• _MATERIAL FOR THIS TASK_:
════

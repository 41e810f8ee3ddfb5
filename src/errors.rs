// Copyright (c) 2025 Erick Bourgeois, firestoned
// SPDX-License-Identifier: MIT

//! Error types for meshvet.
//!
//! This module provides structured errors for:
//! - Hostname normalization (malformed hosts or namespaces)
//! - Vetter runs (normalization failures with object context, listing failures)
//! - Manifest loading (I/O and YAML parse failures)
//! - Command line flag combinations clap cannot express
//!
//! A [`HostnameError`] is always fatal to a detection run. The detector wraps it
//! in [`VetError::Normalization`] together with the offending object and host.

use std::path::PathBuf;
use thiserror::Error;

/// Errors returned when a raw hostname cannot be turned into its canonical form.
#[derive(Error, Debug, Clone, PartialEq, Eq)]
pub enum HostnameError {
    /// The host is empty (or only whitespace / a single dot)
    #[error("hostname is empty")]
    Empty,

    /// The host exceeds the maximum DNS name length
    #[error("hostname '{host}' is {length} characters long (maximum {max})")]
    TooLong {
        /// The offending hostname
        host: String,
        /// Length after canonicalization
        length: usize,
        /// Maximum allowed length
        max: usize,
    },

    /// One of the dot-separated labels is not a valid DNS label
    #[error("hostname '{host}' has invalid label '{label}': {reason}")]
    InvalidLabel {
        /// The offending hostname
        host: String,
        /// The invalid label
        label: String,
        /// Explanation of what is invalid
        reason: String,
    },

    /// A `*` appears anywhere other than as the entire leftmost label
    #[error("hostname '{host}' has a wildcard outside the leftmost label")]
    MisplacedWildcard {
        /// The offending hostname
        host: String,
    },

    /// The owning namespace cannot be used to qualify a short name
    #[error("namespace '{namespace}' is not a valid DNS label")]
    InvalidNamespace {
        /// The offending namespace
        namespace: String,
    },
}

/// Errors that abort a vetter run.
#[derive(Error, Debug)]
pub enum VetError {
    /// A declared host could not be normalized; no findings are produced
    #[error("unable to normalize host '{host}' of VirtualService {namespace}/{name}: {source}")]
    Normalization {
        /// Name of the `VirtualService` declaring the host
        name: String,
        /// Namespace of the `VirtualService`
        namespace: String,
        /// The raw host as declared
        host: String,
        /// Underlying normalization failure
        #[source]
        source: HostnameError,
    },

    /// The Kubernetes API returned an error while listing resources
    #[error("Kubernetes API error: {0}")]
    Kube(#[from] kube::Error),

    /// A manifest file could not be read
    #[error("failed to read manifest {}: {source}", path.display())]
    ManifestIo {
        /// Path of the manifest
        path: PathBuf,
        /// Underlying I/O error
        #[source]
        source: std::io::Error,
    },

    /// A manifest document is not valid YAML or not a valid `VirtualService`
    #[error("failed to parse manifest {}: {source}", path.display())]
    ManifestParse {
        /// Path of the manifest
        path: PathBuf,
        /// Underlying YAML error
        #[source]
        source: serde_yaml::Error,
    },

    /// A manifest `VirtualService` has no `metadata.name`
    #[error("VirtualService in manifest {} (document {document}) has no metadata.name", path.display())]
    ManifestMissingName {
        /// Path of the manifest
        path: PathBuf,
        /// Zero-based index of the YAML document in the file
        document: usize,
    },
}

/// Invalid combinations of command line flags.
#[derive(Error, Debug, Clone, PartialEq, Eq)]
pub enum ConfigError {
    /// `--source manifest` was given without any `--file`
    #[error("--source manifest requires at least one --file")]
    ManifestWithoutFiles,
}

impl VetError {
    /// Short category name used as a metric label.
    #[must_use]
    pub fn category(&self) -> &'static str {
        match self {
            Self::Normalization { .. } => "normalization",
            Self::Kube(_) => "kube_api",
            Self::ManifestIo { .. } | Self::ManifestParse { .. } | Self::ManifestMissingName { .. } => {
                "manifest"
            }
        }
    }
}

#[cfg(test)]
#[path = "errors_tests.rs"]
mod errors_tests;
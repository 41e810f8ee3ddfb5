// Copyright (c) 2025 Erick Bourgeois, firestoned
// SPDX-License-Identifier: MIT

//! Hostname normalization for mesh hosts.
//!
//! Istio resolves a short host such as `reviews` relative to the namespace of
//! the object that declares it. Before two hosts can be compared they have to
//! be reduced to one canonical, fully qualified form.
//!
//! # Canonical form
//!
//! [`ServiceHostNormalizer`] produces:
//!
//! | Declared host (namespace `ns1`)  | Canonical host        |
//! |----------------------------------|-----------------------|
//! | `foo`                            | `foo.ns1.svc`         |
//! | `foo.ns1.svc`                    | `foo.ns1.svc`         |
//! | `Foo.NS1.svc.cluster.local.`     | `foo.ns1.svc`         |
//! | `shared.example.com`             | `shared.example.com`  |
//! | `*.example.com`                  | `*.example.com`       |
//!
//! Malformed hosts are rejected with a [`HostnameError`]; they are never
//! silently skipped.
//!
//! # Example
//!
//! ```rust
//! use meshvet::hostname::{HostNormalizer, ServiceHostNormalizer};
//!
//! let normalizer = ServiceHostNormalizer::default();
//! assert_eq!(normalizer.normalize("foo", "ns1").unwrap(), "foo.ns1.svc");
//! assert!(normalizer.normalize("bad..host", "ns1").is_err());
//! ```

use crate::constants::{
    DEFAULT_CLUSTER_DOMAIN, MAX_HOSTNAME_LENGTH, MAX_LABEL_LENGTH, SERVICE_DOMAIN_LABEL,
    WILDCARD_LABEL,
};
use crate::errors::HostnameError;

/// Converts a raw host declared by an object into its canonical form.
///
/// Implementations must be pure: the same `(raw_host, namespace)` pair always
/// yields the same result.
pub trait HostNormalizer: Send + Sync {
    /// Normalize `raw_host` declared by an object living in `namespace`.
    ///
    /// # Errors
    ///
    /// Returns a [`HostnameError`] when the host (or the namespace needed to
    /// qualify it) is malformed.
    fn normalize(&self, raw_host: &str, namespace: &str) -> Result<String, HostnameError>;
}

impl<F> HostNormalizer for F
where
    F: Fn(&str, &str) -> Result<String, HostnameError> + Send + Sync,
{
    fn normalize(&self, raw_host: &str, namespace: &str) -> Result<String, HostnameError> {
        self(raw_host, namespace)
    }
}

/// Normalizer for Kubernetes service hosts.
///
/// Short names are qualified as `<name>.<namespace>.svc`; service hosts that
/// spell out the cluster domain have it removed so both spellings collide.
#[derive(Clone, Debug, PartialEq, Eq)]
pub struct ServiceHostNormalizer {
    cluster_domain: String,
}

impl ServiceHostNormalizer {
    /// Create a normalizer for the given cluster domain (e.g. `cluster.local`).
    ///
    /// Surrounding dots and case are ignored.
    #[must_use]
    pub fn new(cluster_domain: &str) -> Self {
        Self {
            cluster_domain: cluster_domain.trim().trim_matches('.').to_ascii_lowercase(),
        }
    }

    /// The cluster domain stripped from service hosts.
    #[must_use]
    pub fn cluster_domain(&self) -> &str {
        &self.cluster_domain
    }

    fn service_suffix(&self) -> String {
        format!(".{SERVICE_DOMAIN_LABEL}.{}", self.cluster_domain)
    }
}

impl Default for ServiceHostNormalizer {
    fn default() -> Self {
        Self::new(DEFAULT_CLUSTER_DOMAIN)
    }
}

impl HostNormalizer for ServiceHostNormalizer {
    fn normalize(&self, raw_host: &str, namespace: &str) -> Result<String, HostnameError> {
        let host = canonicalize(raw_host)?;

        if host == WILDCARD_LABEL {
            return Ok(host);
        }

        if !host.contains('.') {
            if validate_label(namespace, namespace).is_err() {
                return Err(HostnameError::InvalidNamespace {
                    namespace: namespace.to_string(),
                });
            }
            return Ok(format!("{host}.{namespace}.{SERVICE_DOMAIN_LABEL}"));
        }

        if !self.cluster_domain.is_empty() {
            if let Some(service_host) = host.strip_suffix(&self.service_suffix()) {
                return Ok(format!("{service_host}.{SERVICE_DOMAIN_LABEL}"));
            }
        }

        Ok(host)
    }
}

/// Lower-case, trim and validate a raw host without qualifying it.
///
/// # Errors
///
/// Returns a [`HostnameError`] if the host is empty, too long, has an invalid
/// label or places a wildcard anywhere but the leftmost label.
pub fn canonicalize(raw_host: &str) -> Result<String, HostnameError> {
    let trimmed = raw_host.trim();
    let host = trimmed
        .strip_suffix('.')
        .unwrap_or(trimmed)
        .to_ascii_lowercase();

    if host.is_empty() {
        return Err(HostnameError::Empty);
    }

    if host.len() > MAX_HOSTNAME_LENGTH {
        return Err(HostnameError::TooLong {
            length: host.len(),
            host,
            max: MAX_HOSTNAME_LENGTH,
        });
    }

    for (index, label) in host.split('.').enumerate() {
        if label == WILDCARD_LABEL {
            if index == 0 {
                continue;
            }
            return Err(HostnameError::MisplacedWildcard { host: host.clone() });
        }
        if label.contains('*') {
            return Err(HostnameError::MisplacedWildcard { host: host.clone() });
        }
        validate_label(&host, label)?;
    }

    Ok(host)
}

/// Validate one DNS label (RFC 1123).
fn validate_label(host: &str, label: &str) -> Result<(), HostnameError> {
    let invalid = |reason: String| HostnameError::InvalidLabel {
        host: host.to_string(),
        label: label.to_string(),
        reason,
    };

    if label.is_empty() {
        return Err(invalid("label is empty".to_string()));
    }
    if label.len() > MAX_LABEL_LENGTH {
        return Err(invalid(format!(
            "label is {} characters long (maximum {MAX_LABEL_LENGTH})",
            label.len()
        )));
    }
    if let Some(c) = label
        .chars()
        .find(|c| !(c.is_ascii_lowercase() || c.is_ascii_digit() || *c == '-'))
    {
        return Err(invalid(format!("contains invalid character '{c}'")));
    }
    if label.starts_with('-') || label.ends_with('-') {
        return Err(invalid("label must not start or end with '-'".to_string()));
    }

    Ok(())
}

#[cfg(test)]
#[path = "hostname_tests.rs"]
mod hostname_tests;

════

• _ABOUT THIS EXERCISE_: From the data above, reproduce word for word the lines running from the line with "fn service_suffix(&self) ->" to the line with "let host = canonicalize(raw_host)?;", ends included.

• _TASK RESULT_:
    fn service_suffix(&self) -> String {
        format!(".{SERVICE_DOMAIN_LABEL}.{}", self.cluster_domain)
    }
}

impl Default for ServiceHostNormalizer {
    fn default() -> Self {
        Self::new(DEFAULT_CLUSTER_DOMAIN)
    }
}

impl HostNormalizer for ServiceHostNormalizer {
    fn normalize(&self, raw_host: &str, namespace: &str) -> Result<String, HostnameError> {
        let host = canonicalize(raw_host)?;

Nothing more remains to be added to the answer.